======== Data shown ========

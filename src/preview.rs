//! ASCII previews of induced tables.

use crate::schema::Table;

/// Default cell width used by the CLI.
pub const DEFAULT_MAX_COLUMN_WIDTH: usize = 30;

/// Render a table's rows as a bordered grid.
///
/// Columns are the primary key (if any) followed by every field. Text cells are
/// shown quoted, missing cells as `None`, and every cell is cut to
/// `max_column_width` characters.
pub fn render_table(table: &Table, max_column_width: usize) -> String {
    let keys = table.columns();
    let cells: Vec<Vec<String>> = table
        .rows
        .values()
        .map(|row| {
            keys.iter()
                .map(|key| {
                    let text = row
                        .get(key)
                        .map_or_else(|| "None".to_string(), ToString::to_string);
                    text.chars().take(max_column_width).collect()
                })
                .collect()
        })
        .collect();

    let widths: Vec<usize> = keys
        .iter()
        .enumerate()
        .map(|(i, key)| {
            cells
                .iter()
                .map(|row| row[i].chars().count())
                .chain(std::iter::once(key.chars().count()))
                .max()
                .unwrap_or(0)
        })
        .collect();

    let border = format!(
        "+-{}-+",
        widths
            .iter()
            .map(|w| "-".repeat(*w))
            .collect::<Vec<_>>()
            .join("-+-")
    );
    let line = |values: &[&str]| {
        let padded: Vec<String> = values
            .iter()
            .zip(&widths)
            .map(|(v, &w)| format!("{v:<w$}"))
            .collect();
        format!("| {} |", padded.join(" | "))
    };

    let mut out = Vec::with_capacity(cells.len() + 4);
    out.push(border.clone());
    out.push(line(&keys));
    out.push(border.clone());
    for row in &cells {
        let values: Vec<&str> = row.iter().map(String::as_str).collect();
        out.push(line(&values));
    }
    out.push(border);
    out.join("\n")
}
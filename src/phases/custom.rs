use std::collections::HashMap;

use tracing::debug;

use crate::config::Definition;
use crate::error::{GbrowseError, Result};
use crate::process::CommandRunner;

/// Resolves phases that are not builtins
pub trait CustomPhaseExecutor {
    /// Resolve the ref for the custom phase `id`
    fn execute(&self, id: &str) -> Result<String>;
}

/// Executes user definitions from the configuration
pub struct DefinitionExecutor {
    definitions: HashMap<String, Definition>,
    runner: CommandRunner,
}

impl DefinitionExecutor {
    /// Index `definitions` by id. A later definition replaces an earlier one with the same id.
    pub fn new(definitions: &[Definition], runner: CommandRunner) -> Self {
        let definitions = definitions
            .iter()
            .map(|def| (def.id.clone(), def.clone()))
            .collect();
        DefinitionExecutor {
            definitions,
            runner,
        }
    }
}

impl CustomPhaseExecutor for DefinitionExecutor {
    /// Run the command registered for `id` and return its trimmed output
    ///
    /// # Returns
    /// * `Ok(String)` - stdout of the command
    /// * `Err(DefinitionNotFound)` - no definition has this id
    /// * `Err(Execution)` - empty command, spawn failure or non-zero exit
    fn execute(&self, id: &str) -> Result<String> {
        let def = self
            .definitions
            .get(id)
            .ok_or_else(|| GbrowseError::DefinitionNotFound(id.to_string()))?;

        let (program, args) = def.command.split_first().ok_or_else(|| {
            GbrowseError::execution(format!("definition {}", id), "empty command")
        })?;

        debug!(id, command = ?def.command, "custom phase");
        self.runner.run(program, args)
    }
}

#[cfg(test)]
mod tests {
    use super::*;

    fn def(id: &str, command: &[&str]) -> Definition {
        Definition {
            id: id.to_string(),
            command: command.iter().map(|s| s.to_string()).collect(),
        }
    }

    #[test]
    fn test_not_found() {
        let executor = DefinitionExecutor::new(&[], CommandRunner::default());
        let err = executor.execute("missing").unwrap_err();
        assert!(matches!(err, GbrowseError::DefinitionNotFound(ref id) if id == "missing"));
    }

    #[cfg(unix)]
    #[test]
    fn test_found() {
        let executor = DefinitionExecutor::new(
            &[def("echo-master", &["echo", "master"])],
            CommandRunner::default(),
        );
        assert_eq!(executor.execute("echo-master").unwrap(), "master");
    }

    #[cfg(unix)]
    #[test]
    fn test_last_definition_wins() {
        let executor = DefinitionExecutor::new(
            &[def("ref", &["echo", "first"]), def("ref", &["echo", "second"])],
            CommandRunner::default(),
        );
        assert_eq!(executor.execute("ref").unwrap(), "second");
    }

    #[test]
    fn test_empty_command() {
        let executor = DefinitionExecutor::new(&[def("blank", &[])], CommandRunner::default());
        let err = executor.execute("blank").unwrap_err();
        assert!(matches!(err, GbrowseError::Execution { .. }));
        assert!(err.to_string().contains("definition blank"));
    }

    #[cfg(unix)]
    #[test]
    fn test_failing_command_surfaces_stderr() {
        let executor = DefinitionExecutor::new(
            &[def("bad", &["sh", "-c", "echo nope >&2; exit 1"])],
            CommandRunner::default(),
        );
        let err = executor.execute("bad").unwrap_err();
        assert!(err.to_string().contains("nope"));
    }
}
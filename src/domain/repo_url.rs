/// Literal rewrites applied in order; later ones consume the output of earlier ones.
const REPLACEMENTS: [(&str, &str); 6] = [
    (":", "/"),
    ("git@", "https///"),
    ("git///", "https///"),
    (".git", ""),
    ("https///", "https://"),
    ("ssh///https:", "https:"),
];

/// Convert a git remote url into the https url of the repository web page.
///
/// Handles the scp-like form (`git@host:owner/repo.git`), `git://`, `ssh://git@`
/// and `https://` remotes. Anything else is rewritten on a best-effort basis.
pub fn normalize(remote_url: &str) -> String {
    REPLACEMENTS
        .iter()
        .fold(remote_url.to_string(), |value, (from, to)| {
            value.replace(from, to)
        })
}
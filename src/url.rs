//! Assembly of the browsable url

use std::fs;

use tracing::debug;

use crate::domain::{repo_url, Phase, Target};
use crate::error::{GbrowseError, Result};
use crate::git::GitClient;
use crate::phases::{PhaseExecutor, PhaseResolver};

/// Build `<repo>/blob/<ref>/<path>[#L<linum>]` for `target`.
///
/// Directories (and the empty target) are located with the show-prefix of the
/// working directory; anything else, including paths missing from disk, is
/// looked up with git. Segments are not url-encoded.
pub fn build<G, E>(
    git: &G,
    target: &Target,
    resolver: &PhaseResolver<'_, E>,
    phases: &[Phase],
) -> Result<String>
where
    G: GitClient + ?Sized,
    E: PhaseExecutor + ?Sized,
{
    assemble(git, target, resolver, phases).map_err(GbrowseError::build)
}

fn assemble<G, E>(
    git: &G,
    target: &Target,
    resolver: &PhaseResolver<'_, E>,
    phases: &[Phase],
) -> Result<String>
where
    G: GitClient + ?Sized,
    E: PhaseExecutor + ?Sized,
{
    let repo_url = repo_url::normalize(&git.remote_origin_url()?);
    let reference = resolver.resolve(phases)?;

    let path = if target.path().is_empty() || is_directory(target.path()) {
        join_path(&git.show_prefix()?, target.path())
    } else {
        git.relative_path(target.path())?
    };

    let fragment = target
        .linum()
        .map(|linum| format!("#L{}", linum))
        .unwrap_or_default();

    debug!(repo_url = %repo_url, reference = %reference, path = %path, "url parts");
    Ok(format!("{}/blob/{}/{}{}", repo_url, reference, path, fragment))
}

/// A failing stat counts as "not a directory"
fn is_directory(path: &str) -> bool {
    fs::metadata(path).map(|meta| meta.is_dir()).unwrap_or(false)
}

/// Join two slash-separated paths, dropping empty and `.` segments and
/// collapsing `..`
pub fn join_path(prefix: &str, path: &str) -> String {
    let mut segments: Vec<&str> = Vec::new();
    for segment in prefix.split('/').chain(path.split('/')) {
        match segment {
            "" | "." => {}
            ".." => {
                if matches!(segments.last(), None | Some(&"..")) {
                    segments.push("..");
                } else {
                    segments.pop();
                }
            }
            other => segments.push(other),
        }
    }
    segments.join("/")
}
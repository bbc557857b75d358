//! Domain logic - pure values and transforms independent of git processes

pub mod phase;
pub mod repo_url;
pub mod target;

pub use phase::{parse_phase_list, Builtin, Phase};
pub use target::Target;
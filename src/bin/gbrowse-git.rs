//! gbrowse-git -- mock git command for exercising gbrowse without a repository
//!
//! Answers the git invocations gbrowse makes from the JSON object in
//! `GBROWSE_GIT_CONFIG`, e.g. `{"commit_hash": "abc123", "show_prefix": "pre/"}`.

use std::process::ExitCode;

use serde::Deserialize;

const ENV_MOCK_CONFIG: &str = "GBROWSE_GIT_CONFIG";

const USAGE: &str = "gbrowse-git -- Mock git command for gbrowse

Usage:
  gbrowse-git [args]

Environment variables:
  GBROWSE_GIT_CONFIG
    mock values as JSON";

#[derive(Debug, Default, Deserialize)]
struct MockConfig {
    default_branch: Option<String>,
    remote_origin_url: Option<String>,
    head_object_name: Option<String>,
    show_prefix: Option<String>,
    relative_path: Option<String>,
    describe_tag: Option<String>,
    show_current: Option<String>,
    commit_hash: Option<String>,
}

const REMOTE_SHOW: &[&str] = &["remote", "show", "origin"];
const REMOTE_URL: &[&str] = &["config", "--get", "remote.origin.url"];
const HEAD_NAME: &[&str] = &["rev-parse", "--abbrev-ref", "@"];
const SHOW_PREFIX: &[&str] = &["rev-parse", "--show-prefix"];
const LS_FILES: &[&str] = &["ls-files", "--full-name"];
const DESCRIBE: &[&str] = &["describe", "--tags", "--abbrev=0"];
const SHOW_CURRENT: &[&str] = &["branch", "--show-current"];
const COMMIT: &[&str] = &["rev-parse", "@"];

impl MockConfig {
    /// Argument prefixes and their answers, first match wins
    fn mappings(&self) -> Vec<(&'static [&'static str], Option<String>)> {
        vec![
            (
                REMOTE_SHOW,
                self.default_branch
                    .as_ref()
                    .map(|branch| format!("HEAD branch: {}", branch)),
            ),
            (REMOTE_URL, self.remote_origin_url.clone()),
            (HEAD_NAME, self.head_object_name.clone()),
            (SHOW_PREFIX, self.show_prefix.clone()),
            (LS_FILES, self.relative_path.clone()),
            (DESCRIBE, self.describe_tag.clone()),
            (SHOW_CURRENT, self.show_current.clone()),
            (COMMIT, self.commit_hash.clone()),
        ]
    }
}

fn has_prefix(args: &[String], prefix: &[&str]) -> bool {
    args.len() >= prefix.len() && args.iter().zip(prefix).all(|(arg, p)| arg.as_str() == *p)
}

fn main() -> ExitCode {
    let raw = std::env::var(ENV_MOCK_CONFIG).unwrap_or_else(|_| "{}".to_string());
    let config: MockConfig = match serde_json::from_str(&raw) {
        Ok(config) => config,
        Err(e) => {
            eprintln!("invalid {}: {}", ENV_MOCK_CONFIG, e);
            return ExitCode::FAILURE;
        }
    };

    let args: Vec<String> = std::env::args().skip(1).collect();
    let found = config
        .mappings()
        .into_iter()
        .find(|(prefix, _)| has_prefix(&args, prefix));

    match found {
        Some((_, Some(value))) => {
            print!("{}", value);
            ExitCode::SUCCESS
        }
        Some((prefix, None)) => {
            eprintln!("not configured: {}", prefix.join(" "));
            ExitCode::FAILURE
        }
        None => {
            eprintln!("not found, config={}, args={:?}", raw, args);
            eprintln!("{}", USAGE);
            ExitCode::FAILURE
        }
    }
}
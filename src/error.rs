use std::fmt;
use std::num::ParseIntError;

use thiserror::Error;

use crate::domain::Phase;

/// Unified error type for gbrowse operations
#[derive(Error, Debug)]
pub enum GbrowseError {
    #[error("invalid target {target}: line number is not an integer")]
    InvalidLineNumber {
        target: String,
        #[source]
        source: ParseIntError,
    },

    #[error("GetBranch: {0}")]
    GetBranch(String),

    #[error("GetTag: {0}")]
    GetTag(String),

    #[error("DefinitionNotFound: {0}")]
    DefinitionNotFound(String),

    #[error("failed to run {command}: {detail}")]
    Execution { command: String, detail: String },

    #[error("Git output error: {0}")]
    Git(String),

    #[error("interrupted")]
    Cancelled,

    #[error("{0}")]
    Phases(PhaseErrors),

    #[error("failed to build url: {0}")]
    Build(Box<GbrowseError>),

    #[error("Configuration error: {0}")]
    Config(String),

    #[error("failed to browse: {0}")]
    Browse(String),

    #[error("I/O error: {0}")]
    Io(#[from] std::io::Error),
}

/// Convenience type alias for Results in gbrowse
pub type Result<T> = std::result::Result<T, GbrowseError>;

impl GbrowseError {
    /// Create a configuration error with context
    pub fn config(msg: impl Into<String>) -> Self {
        GbrowseError::Config(msg.into())
    }

    /// Create an execution error for a command line
    pub fn execution(command: impl Into<String>, detail: impl Into<String>) -> Self {
        GbrowseError::Execution {
            command: command.into(),
            detail: detail.into(),
        }
    }

    /// Create an error for unexpected git output
    pub fn git(msg: impl Into<String>) -> Self {
        GbrowseError::Git(msg.into())
    }

    /// Create a browser launch error
    pub fn browse(msg: impl Into<String>) -> Self {
        GbrowseError::Browse(msg.into())
    }

    /// Wrap a failure that happened while assembling the url
    pub fn build(source: GbrowseError) -> Self {
        GbrowseError::Build(Box::new(source))
    }

    /// True if this error, or the error it wraps, is an interruption
    pub fn is_cancelled(&self) -> bool {
        match self {
            GbrowseError::Cancelled => true,
            GbrowseError::Build(inner) => inner.is_cancelled(),
            _ => false,
        }
    }
}

/// A single failed phase attempt
#[derive(Debug)]
pub struct PhaseFailure {
    pub index: usize,
    pub phase: Phase,
    pub source: Box<GbrowseError>,
}

impl fmt::Display for PhaseFailure {
    fn fmt(&self, f: &mut fmt::Formatter<'_>) -> fmt::Result {
        write!(f, "phase[{}] {}: {}", self.index, self.phase, self.source)
    }
}

/// Every failure of a resolution run, in attempt order
#[derive(Debug, Default)]
pub struct PhaseErrors(pub Vec<PhaseFailure>);

impl PhaseErrors {
    pub fn failures(&self) -> &[PhaseFailure] {
        &self.0
    }
}

impl fmt::Display for PhaseErrors {
    fn fmt(&self, f: &mut fmt::Formatter<'_>) -> fmt::Result {
        if self.0.is_empty() {
            return write!(f, "no phase was attempted");
        }
        let lines: Vec<String> = self.0.iter().map(|failure| failure.to_string()).collect();
        write!(f, "{}", lines.join("\n"))
    }
}
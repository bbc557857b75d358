use std::process::ExitCode;

use clap::builder::BoolishValueParser;
use clap::{ArgAction, Parser};
use tracing::{debug, error, warn};

use gbrowse::cli::{self, BrowseArgs};
use gbrowse::config::{self, EnvConfig};
use gbrowse::logging;
use gbrowse::process::CancelToken;

#[derive(clap::Parser, Debug)]
#[command(
    name = "gbrowse",
    about = "Open the repo in the browser",
    long_about = "Open the repo in the browser.\n\n\
        The target is PATH or FILE:LINUM.\n  \
        gbrowse PATH opens the PATH of the repo.\n  \
        gbrowse FILE:LINUM opens the line LINUM of the FILE of the repo.\n  \
        gbrowse opens the current directory of the repo.",
    after_help = "Environment variables:\n  \
        GBROWSE_GIT     git command, default is git\n  \
        GBROWSE_DEBUG   enable debug log if set\n  \
        GBROWSE_CONFIG  config JSON or path to a config file\n  \
        GBROWSE_LOG     log filter directive, overrides GBROWSE_DEBUG"
)]
struct Args {
    #[arg(
        short,
        long,
        action = ArgAction::Set,
        num_args = 0..=1,
        require_equals = true,
        default_value_t = false,
        default_missing_value = "true",
        value_parser = BoolishValueParser::new(),
        help = "Only print the generated url"
    )]
    print: bool,

    #[arg(short, long, help = "Config JSON or path to a config file (JSON or .toml)")]
    config: Option<String>,

    #[arg(long, help = "Comma-separated phases, e.g. branch,tag")]
    phase: Option<String>,

    #[arg(help = "PATH or FILE:LINUM")]
    target: Option<String>,
}

fn main() -> ExitCode {
    let args = Args::parse_from(cli::normalize_flag_args(std::env::args_os()));
    let env = EnvConfig::from_env();
    logging::init_logging(env.debug);

    debug!(?env, "env");
    debug!(?args, "flags");

    let cancel = CancelToken::new();
    if let Err(e) = cancel.install_interrupt_handler() {
        warn!(error = %e, "interrupts will not stop running commands");
    }

    let browse_args = BrowseArgs {
        target: args.target,
        config: args.config,
        phase: args.phase,
        print: args.print,
        default_config: config::default_config_path(),
    };

    match cli::run_browse(&browse_args, &env, &cancel, &mut std::io::stdout()) {
        Ok(_) => ExitCode::SUCCESS,
        Err(e) => {
            error!("{:#}", e);
            ExitCode::FAILURE
        }
    }
}
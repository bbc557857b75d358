use std::fmt;

use serde::{Deserialize, Serialize};

/// Ref-resolution strategies understood without configuration
#[derive(Debug, Clone, Copy, PartialEq, Eq)]
pub enum Builtin {
    Branch,
    DefaultBranch,
    Tag,
    Commit,
}

impl Builtin {
    /// Get the phase name as a string
    pub fn name(&self) -> &'static str {
        match self {
            Builtin::Branch => "branch",
            Builtin::DefaultBranch => "default_branch",
            Builtin::Tag => "tag",
            Builtin::Commit => "commit",
        }
    }

    pub fn from_name(name: &str) -> Option<Self> {
        match name {
            "branch" => Some(Builtin::Branch),
            "default_branch" => Some(Builtin::DefaultBranch),
            "tag" => Some(Builtin::Tag),
            "commit" => Some(Builtin::Commit),
            _ => None,
        }
    }
}

/// A named strategy for obtaining a ref.
///
/// Either one of the [Builtin] names or the id of a custom definition.
#[derive(Debug, Clone, PartialEq, Eq, Hash, Serialize, Deserialize)]
#[serde(transparent)]
pub struct Phase(String);

impl Phase {
    pub fn new(name: impl Into<String>) -> Self {
        Phase(name.into())
    }

    pub fn as_str(&self) -> &str {
        &self.0
    }

    /// `None` means the phase must be looked up among custom definitions
    pub fn builtin(&self) -> Option<Builtin> {
        Builtin::from_name(&self.0)
    }
}

impl From<Builtin> for Phase {
    fn from(builtin: Builtin) -> Self {
        Phase::new(builtin.name())
    }
}

impl fmt::Display for Phase {
    fn fmt(&self, f: &mut fmt::Formatter<'_>) -> fmt::Result {
        f.write_str(&self.0)
    }
}

/// Parse a comma-separated phase list such as `branch,tag`
pub fn parse_phase_list(value: &str) -> Vec<Phase> {
    value
        .split(',')
        .map(str::trim)
        .filter(|name| !name.is_empty())
        .map(Phase::new)
        .collect()
}

#[cfg(test)]
mod tests {
    use super::*;

    #[test]
    fn test_builtin_names_round_trip() {
        for builtin in [
            Builtin::Branch,
            Builtin::DefaultBranch,
            Builtin::Tag,
            Builtin::Commit,
        ] {
            assert_eq!(Builtin::from_name(builtin.name()), Some(builtin));
        }
    }

    #[test]
    fn test_custom_phase_is_not_builtin() {
        assert_eq!(Phase::new("echo-master").builtin(), None);
        assert_eq!(Phase::new("Branch").builtin(), None);
    }

    #[test]
    fn test_phase_from_builtin() {
        assert_eq!(Phase::from(Builtin::DefaultBranch).as_str(), "default_branch");
    }

    #[test]
    fn test_parse_phase_list() {
        assert_eq!(
            parse_phase_list("branch, tag ,,custom"),
            vec![Phase::new("branch"), Phase::new("tag"), Phase::new("custom")]
        );
        assert!(parse_phase_list("").is_empty());
    }

    #[test]
    fn test_phase_deserializes_from_plain_string() {
        let phases: Vec<Phase> = serde_json::from_str(r#"["tag","x"]"#).unwrap();
        assert_eq!(phases, vec![Phase::new("tag"), Phase::new("x")]);
    }
}
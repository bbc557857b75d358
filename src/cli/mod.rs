//! Command-line surface

pub mod orchestration;

use std::ffi::OsString;

pub use orchestration::{run_browse, BrowseArgs, BrowseResult};

/// Flags that are also accepted with a single dash, e.g. `-print`
const SINGLE_DASH_FLAGS: [&str; 3] = ["print", "config", "phase"];

/// Rewrite `-print`, `-config x`, `-phase=a,b` into their `--` forms.
///
/// Everything after a bare `--` is left alone.
pub fn normalize_flag_args<I>(args: I) -> Vec<OsString>
where
    I: IntoIterator<Item = OsString>,
{
    let mut passthrough = false;
    args.into_iter()
        .map(|arg| {
            let rewritten = arg.to_str().and_then(|text| rewrite(text, &mut passthrough));
            rewritten.map(OsString::from).unwrap_or(arg)
        })
        .collect()
}

fn rewrite(text: &str, passthrough: &mut bool) -> Option<String> {
    if *passthrough {
        return None;
    }
    if text == "--" {
        *passthrough = true;
        return None;
    }
    match text.strip_prefix('-') {
        Some(rest) if !rest.starts_with('-') && is_single_dash_flag(rest) => {
            Some(format!("-{}", text))
        }
        _ => None,
    }
}

fn is_single_dash_flag(rest: &str) -> bool {
    let name = rest.split_once('=').map_or(rest, |(name, _)| name);
    SINGLE_DASH_FLAGS.contains(&name)
}

#[cfg(test)]
mod tests {
    use super::*;

    fn normalize(args: &[&str]) -> Vec<String> {
        normalize_flag_args(args.iter().map(OsString::from))
            .into_iter()
            .map(|arg| arg.into_string().unwrap())
            .collect()
    }

    #[test]
    fn test_single_dash_flags() {
        assert_eq!(
            normalize(&["gbrowse", "-print", "-phase", "tag", "-config={}", "file:3"]),
            vec!["gbrowse", "--print", "--phase", "tag", "--config={}", "file:3"]
        );
    }

    #[test]
    fn test_other_args_untouched() {
        assert_eq!(
            normalize(&["gbrowse", "-p", "--print", "-h", "-printer"]),
            vec!["gbrowse", "-p", "--print", "-h", "-printer"]
        );
    }

    #[test]
    fn test_after_double_dash() {
        assert_eq!(
            normalize(&["gbrowse", "--", "-print"]),
            vec!["gbrowse", "--", "-print"]
        );
    }
}
use regex::Regex;

use crate::error::{GbrowseError, Result};
use crate::git::GitClient;
use crate::process::CommandRunner;

/// Default git executable
pub const DEFAULT_GIT: &str = "git";

/// [GitClient] backed by a git executable
pub struct GitCommand {
    program: String,
    runner: CommandRunner,
}

impl GitCommand {
    /// Create a client that runs `program` (e.g. "git" or a mock binary)
    pub fn new(program: impl Into<String>, runner: CommandRunner) -> Self {
        GitCommand {
            program: program.into(),
            runner,
        }
    }

    fn run(&self, args: &[&str]) -> Result<String> {
        self.runner.run(&self.program, args)
    }
}

impl GitClient for GitCommand {
    fn default_branch(&self) -> Result<String> {
        let report = self.run(&["remote", "show", "origin"])?;
        parse_default_branch(&report)
    }

    fn remote_origin_url(&self) -> Result<String> {
        self.run(&["config", "--get", "remote.origin.url"])
    }

    fn head_object_name(&self) -> Result<String> {
        self.run(&["rev-parse", "--abbrev-ref", "@"])
    }

    fn show_prefix(&self) -> Result<String> {
        self.run(&["rev-parse", "--show-prefix"])
    }

    fn relative_path(&self, path: &str) -> Result<String> {
        self.run(&["ls-files", "--full-name", path])
    }

    fn describe_tag(&self) -> Result<String> {
        self.run(&["describe", "--tags", "--abbrev=0"])
    }

    fn show_current(&self) -> Result<String> {
        self.run(&["branch", "--show-current"])
    }

    fn commit_hash(&self) -> Result<String> {
        self.run(&["rev-parse", "@"])
    }
}

/// Extract the branch from the `HEAD branch: <name>` line of `git remote show`
pub fn parse_default_branch(report: &str) -> Result<String> {
    let re = Regex::new(r"HEAD branch:([^:\n]*)")
        .map_err(|e| GbrowseError::git(format!("invalid pattern: {}", e)))?;

    let branch = re
        .captures_iter(report)
        .filter_map(|caps| caps.get(1))
        .map(|m| m.as_str().replace(' ', "").trim().to_string())
        .find(|branch| !branch.is_empty());

    branch.ok_or_else(|| GbrowseError::git(format!("cannot find default branch from {}", report)))
}
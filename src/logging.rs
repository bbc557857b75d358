use std::io::IsTerminal;

use tracing::Level;
use tracing_subscriber::EnvFilter;

/// Environment variable taking an `EnvFilter` directive, e.g. `gbrowse=trace`
pub const ENV_LOG: &str = "GBROWSE_LOG";

/// Level used when `GBROWSE_LOG` is not set
pub fn log_level(debug: bool) -> Level {
    if debug {
        Level::DEBUG
    } else {
        Level::INFO
    }
}

/// Initialize logging to stderr. Stdout is kept for the printed url.
///
/// Does nothing if a subscriber is already installed.
pub fn init_logging(debug: bool) {
    let filter = EnvFilter::try_from_env(ENV_LOG)
        .unwrap_or_else(|_| EnvFilter::new(format!("gbrowse={}", log_level(debug))));

    let _ = tracing_subscriber::fmt()
        .with_env_filter(filter)
        .with_writer(std::io::stderr)
        .with_target(false)
        .with_ansi(std::io::stderr().is_terminal())
        .try_init();
}
use tracing::debug;

use crate::domain::{Builtin, Phase};
use crate::error::{GbrowseError, PhaseErrors, PhaseFailure, Result};
use crate::git::GitClient;
use crate::phases::custom::CustomPhaseExecutor;
use crate::process::CancelToken;

/// Resolves a single phase into a ref
pub trait PhaseExecutor {
    fn execute(&self, phase: &Phase) -> Result<String>;
}

/// Runs builtins against git and everything else against the custom executor
pub struct GitPhaseExecutor<'a, G: GitClient + ?Sized, C: CustomPhaseExecutor + ?Sized> {
    git: &'a G,
    custom: &'a C,
}

impl<'a, G: GitClient + ?Sized, C: CustomPhaseExecutor + ?Sized> GitPhaseExecutor<'a, G, C> {
    pub fn new(git: &'a G, custom: &'a C) -> Self {
        GitPhaseExecutor { git, custom }
    }

    fn execute_builtin(&self, builtin: Builtin) -> Result<String> {
        match builtin {
            Builtin::Branch => {
                let name = self.git.head_object_name()?;
                if name == "HEAD" {
                    return Err(GbrowseError::GetBranch("got HEAD".to_string()));
                }
                Ok(name)
            }
            Builtin::DefaultBranch => self.git.default_branch(),
            Builtin::Tag => {
                // a failing query counts as detached
                if let Ok(current) = self.git.show_current() {
                    if !current.is_empty() {
                        return Err(GbrowseError::GetTag(
                            "not in detached HEAD state".to_string(),
                        ));
                    }
                }
                self.git.describe_tag()
            }
            Builtin::Commit => self.git.commit_hash(),
        }
    }
}

impl<G: GitClient + ?Sized, C: CustomPhaseExecutor + ?Sized> PhaseExecutor
    for GitPhaseExecutor<'_, G, C>
{
    fn execute(&self, phase: &Phase) -> Result<String> {
        match phase.builtin() {
            Some(builtin) => self.execute_builtin(builtin),
            None => self.custom.execute(phase.as_str()),
        }
    }
}

/// `phases` followed by the mandatory `commit` fallback
pub fn with_commit_fallback(phases: &[Phase]) -> Vec<Phase> {
    let mut actual = phases.to_vec();
    actual.push(Builtin::Commit.into());
    actual
}

/// Tries phases in order until one yields a ref
pub struct PhaseResolver<'a, E: PhaseExecutor + ?Sized> {
    executor: &'a E,
    cancel: CancelToken,
}

impl<'a, E: PhaseExecutor + ?Sized> PhaseResolver<'a, E> {
    pub fn new(executor: &'a E, cancel: CancelToken) -> Self {
        PhaseResolver { executor, cancel }
    }

    /// Resolve the ref to embed in the url.
    ///
    /// `commit` is always tried last. The first success wins; if every phase
    /// fails the error lists each failure with its index and name. An
    /// interruption stops the loop at once.
    pub fn resolve(&self, phases: &[Phase]) -> Result<String> {
        let mut failures = Vec::new();

        for (index, phase) in with_commit_fallback(phases).into_iter().enumerate() {
            if self.cancel.is_cancelled() {
                return Err(GbrowseError::Cancelled);
            }

            debug!(index, phase = %phase, "phase");
            match self.executor.execute(&phase) {
                Ok(resolved) => return Ok(resolved),
                Err(e) if e.is_cancelled() => return Err(e),
                Err(e) => {
                    debug!(index, phase = %phase, error = %e, "phase failed");
                    failures.push(PhaseFailure {
                        index,
                        phase,
                        source: Box::new(e),
                    });
                }
            }
        }

        Err(GbrowseError::Phases(PhaseErrors(failures)))
    }
}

========

- How to complete this task -
From the records above, retype only the lines starting at the line that contains "normalize_flag_args(args.iter().map(OsString::from))" and ending at the line that contains "use regex::Regex;", both included.

- Result of this exercise -
        normalize_flag_args(args.iter().map(OsString::from))
            .into_iter()
            .map(|arg| arg.into_string().unwrap())
            .collect()
    }

    #[test]
    fn test_single_dash_flags() {
        assert_eq!(
            normalize(&["gbrowse", "-print", "-phase", "tag", "-config={}", "file:3"]),
            vec!["gbrowse", "--print", "--phase", "tag", "--config={}", "file:3"]
        );
    }

    #[test]
    fn test_other_args_untouched() {
        assert_eq!(
            normalize(&["gbrowse", "-p", "--print", "-h", "-printer"]),
            vec!["gbrowse", "-p", "--print", "-h", "-printer"]
        );
    }

    #[test]
    fn test_after_double_dash() {
        assert_eq!(
            normalize(&["gbrowse", "--", "-print"]),
            vec!["gbrowse", "--", "-print"]
        );
    }
}
use regex::Regex;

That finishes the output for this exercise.